There are many people in other countries that are taken advantage of every day by businesses that want to save a few dollars. It is not fair for them to violate someone's basic rights in order to capitalize. Businesses need to own up to their mistakes when they are caught doing this and not feign ignorance.
Many Americans would rather avoid buying goods that are produced in sweatshops. However, most of the time it is hard, if not impossible, for the end user to know how an item was made. Therefore companies have a responsibility to, at the very least, ensure customers can make an informed choice on the matter.
The products made by exploitative factories sell for much cheaper in the U.S. than their responsibly produced counterparts, as manufacturers can still profit from lower prices.

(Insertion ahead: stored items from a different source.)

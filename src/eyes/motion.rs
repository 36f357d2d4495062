use fixed_sqrt::FixedSqrt;
use log::info;
use statig::{blocking::IntoStateMachineExt as _, prelude::*};

use super::{
    config::DizzyConfig,
    fast_math::FX_ZERO,
    types::{EyeMode, Fx},
};

/// Acceleration in g on each axis.
#[derive(Clone, Copy, Debug, Default, PartialEq, Eq)]
pub struct AccelSample {
    pub x: Fx,
    pub y: Fx,
    pub z: Fx,
}

impl AccelSample {
    pub const fn new(x: Fx, y: Fx, z: Fx) -> Self {
        Self { x, y, z }
    }

    pub fn magnitude(&self) -> Fx {
        let sum = self
            .x
            .saturating_mul(self.x)
            .saturating_add(self.y.saturating_mul(self.y))
            .saturating_add(self.z.saturating_mul(self.z));
        FixedSqrt::sqrt(sum.max(FX_ZERO))
    }
}

pub trait AccelSource {
    type Error: core::fmt::Debug;

    fn sample(&mut self) -> Result<AccelSample, Self::Error>;
}

#[derive(Clone, Copy, Debug)]
enum MotionEvent {
    Accel { magnitude: Fx },
    Frame,
    Reset,
}

#[derive(Default)]
struct DispatchContext {
    step: MotionStep,
}

/// What one dispatch did to the dizzy episode.
#[derive(Clone, Copy, Debug, Default, PartialEq, Eq)]
pub struct MotionStep {
    pub entered_dizzy: bool,
    pub finished: bool,
    /// Sweep angle to render this frame, when dizzy.
    pub sweep_deg: Option<u16>,
}

pub struct MotionEngine {
    machine: statig::blocking::StateMachine<MotionHsm>,
}

impl MotionEngine {
    pub fn new(config: DizzyConfig) -> Self {
        Self {
            machine: MotionHsm::new(config).state_machine(),
        }
    }

    /// Feeds one acceleration magnitude; may start a dizzy episode.
    pub fn accel(&mut self, magnitude: Fx) -> MotionStep {
        self.dispatch(MotionEvent::Accel { magnitude })
    }

    /// Advances the sweep by one render frame while dizzy.
    pub fn frame(&mut self) -> MotionStep {
        self.dispatch(MotionEvent::Frame)
    }

    pub fn reset(&mut self) -> MotionStep {
        self.dispatch(MotionEvent::Reset)
    }

    pub fn mode(&self) -> EyeMode {
        self.machine.inner().mode
    }

    pub fn sweep_deg(&self) -> u16 {
        self.machine.inner().sweep_deg
    }

    pub fn total_deg(&self) -> u16 {
        self.machine.inner().config.total_deg()
    }

    fn dispatch(&mut self, event: MotionEvent) -> MotionStep {
        let mut context = DispatchContext::default();
        self.machine.handle_with_context(&event, &mut context);
        context.step
    }
}

struct MotionHsm {
    config: DizzyConfig,
    mode: EyeMode,
    sweep_deg: u16,
}

impl MotionHsm {
    fn new(config: DizzyConfig) -> Self {
        Self {
            config,
            mode: EyeMode::Normal,
            sweep_deg: 0,
        }
    }

    fn settle_normal(&mut self) {
        self.mode = EyeMode::Normal;
        self.sweep_deg = 0;
    }
}

#[state_machine(initial = "State::normal()")]
impl MotionHsm {
    #[state(superstate = "running")]
    fn normal(&mut self, context: &mut DispatchContext, event: &MotionEvent) -> Outcome<State> {
        match event {
            MotionEvent::Accel { magnitude } => {
                if *magnitude <= self.config.accel_threshold {
                    return Handled;
                }
                info!("motion: dizzy start magnitude={}", magnitude);
                self.mode = EyeMode::Dizzy;
                self.sweep_deg = 0;
                context.step.entered_dizzy = true;
                Transition(State::dizzy())
            }
            MotionEvent::Frame => Handled,
            MotionEvent::Reset => Super,
        }
    }

    #[state(superstate = "running")]
    fn dizzy(&mut self, context: &mut DispatchContext, event: &MotionEvent) -> Outcome<State> {
        match event {
            // Shaking during an episode does not restart it.
            MotionEvent::Accel { .. } => Handled,
            MotionEvent::Frame => {
                context.step.sweep_deg = Some(self.sweep_deg);
                self.sweep_deg = self.sweep_deg.saturating_add(self.config.step_deg);
                if self.sweep_deg < self.config.total_deg() {
                    return Handled;
                }
                info!("motion: dizzy end");
                self.settle_normal();
                context.step.finished = true;
                Transition(State::normal())
            }
            MotionEvent::Reset => Super,
        }
    }

    #[superstate]
    fn running(&mut self, event: &MotionEvent) -> Outcome<State> {
        match event {
            MotionEvent::Reset => {
                self.settle_normal();
                Transition(State::normal())
            }
            _ => Handled,
        }
    }
}
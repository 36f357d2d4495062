use super::*;
use crate::{
    drivers::m5core2::test_bus::{BusFault, CountingDelay, FakeBus},
    eyes::fast_math::fx_i32,
};

fn ready_bus() -> FakeBus {
    let mut bus = FakeBus::default().with_device(MPU6886_ADDR);
    bus.set(MPU6886_ADDR, REG_WHO_AM_I, &[WHO_AM_I_VALUE]);
    bus
}

#[test]
fn raw_counts_convert_to_g() {
    // x = +1 g, y = -0.5 g, z = 0
    let sample = accel_from_raw(&[0x10, 0x00, 0xF8, 0x00, 0x00, 0x00]);
    assert_eq!(sample.x, fx_i32(1));
    assert_eq!(sample.y, Fx::from_num(-0.5));
    assert_eq!(sample.z, Fx::ZERO);
    assert!((sample.magnitude().to_num::<f32>() - 1.118).abs() < 0.001);
}

#[test]
fn full_scale_fits_fixed_point() {
    let sample = accel_from_raw(&[0x7F, 0xFF, 0x80, 0x00, 0x00, 0x00]);
    assert!(sample.x < fx_i32(8));
    assert_eq!(sample.y, fx_i32(-8));
}

#[test]
fn init_configures_eight_g_range() {
    let delay = CountingDelay::default();
    let mut imu = Mpu6886::new(ready_bus());
    assert_eq!(imu.init(&delay), Ok(true));
    assert!(imu.is_ready());
    assert!(delay.total_ms.get() >= 30);

    let bus = imu.release();
    assert_eq!(bus.last_write(MPU6886_ADDR, REG_ACCEL_CONFIG), Some(0x10));
    assert_eq!(bus.last_write(MPU6886_ADDR, REG_PWR_MGMT_1), Some(0x01));
}

#[test]
fn wrong_identity_leaves_sensor_unavailable() {
    let mut bus = FakeBus::default().with_device(MPU6886_ADDR);
    bus.set(MPU6886_ADDR, REG_WHO_AM_I, &[0x68]);
    let mut imu = Mpu6886::new(bus);
    assert_eq!(imu.init(&CountingDelay::default()), Ok(false));
    assert_eq!(imu.sample(), Err(ImuError::NotReady));
}

#[test]
fn sample_reads_big_endian_axes() {
    let mut bus = ready_bus();
    bus.set(MPU6886_ADDR, REG_ACCEL_XOUT_H, &[0x00, 0x00, 0x00, 0x00, 0x16, 0x66]);
    let mut imu = Mpu6886::new(bus);
    imu.init(&CountingDelay::default()).expect("bus ok");

    let sample = imu.sample().expect("sensor ready");
    assert!((sample.z.to_num::<f32>() - 1.4).abs() < 0.001);
}

#[test]
fn bus_failure_maps_to_bus_error() {
    let mut imu = Mpu6886::new(ready_bus());
    imu.init(&CountingDelay::default()).expect("bus ok");
    let mut bus = imu.release();
    bus.failing = true;
    let mut imu = Mpu6886 { i2c: bus, ready: true };
    assert_eq!(imu.sample(), Err(ImuError::Bus(BusFault)));
}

Enter the lower class in the U.S., which is highly dependent upon incredibly cheap products. In the absence of these goods, the lower classes may struggle even more to afford basic goods such as clothing. As such, given the lose-lose nature of the situation, our primary obligation to our own citizens, that unfair low wages still do feed families, and that exploitative labour is often an unfortunate stepping stone towards a developed market, we should not aggressively refuse business from exploitative foreign manufacturers.
You could take a look at any country, and find that globalization and outsourcing are enormously beneficial to their economy. If you take a look at the American and British Industrial Revolutions, you will find the same staggering situations that plague those who work in sweatshops. Boycotts of these brands does nothing but hurt the economies of these developing countries. It delays the time in which they will be paid decent wages.
Most businesses that would fall into this type of debate question would be high profit ones. So most of these businesses are probably overseas. For this reason, it would be very cost inefficient to have to fly overseas all the time to make sure the employee records are correct. If this was the case, then we could just keep the business in America and give us the jobs.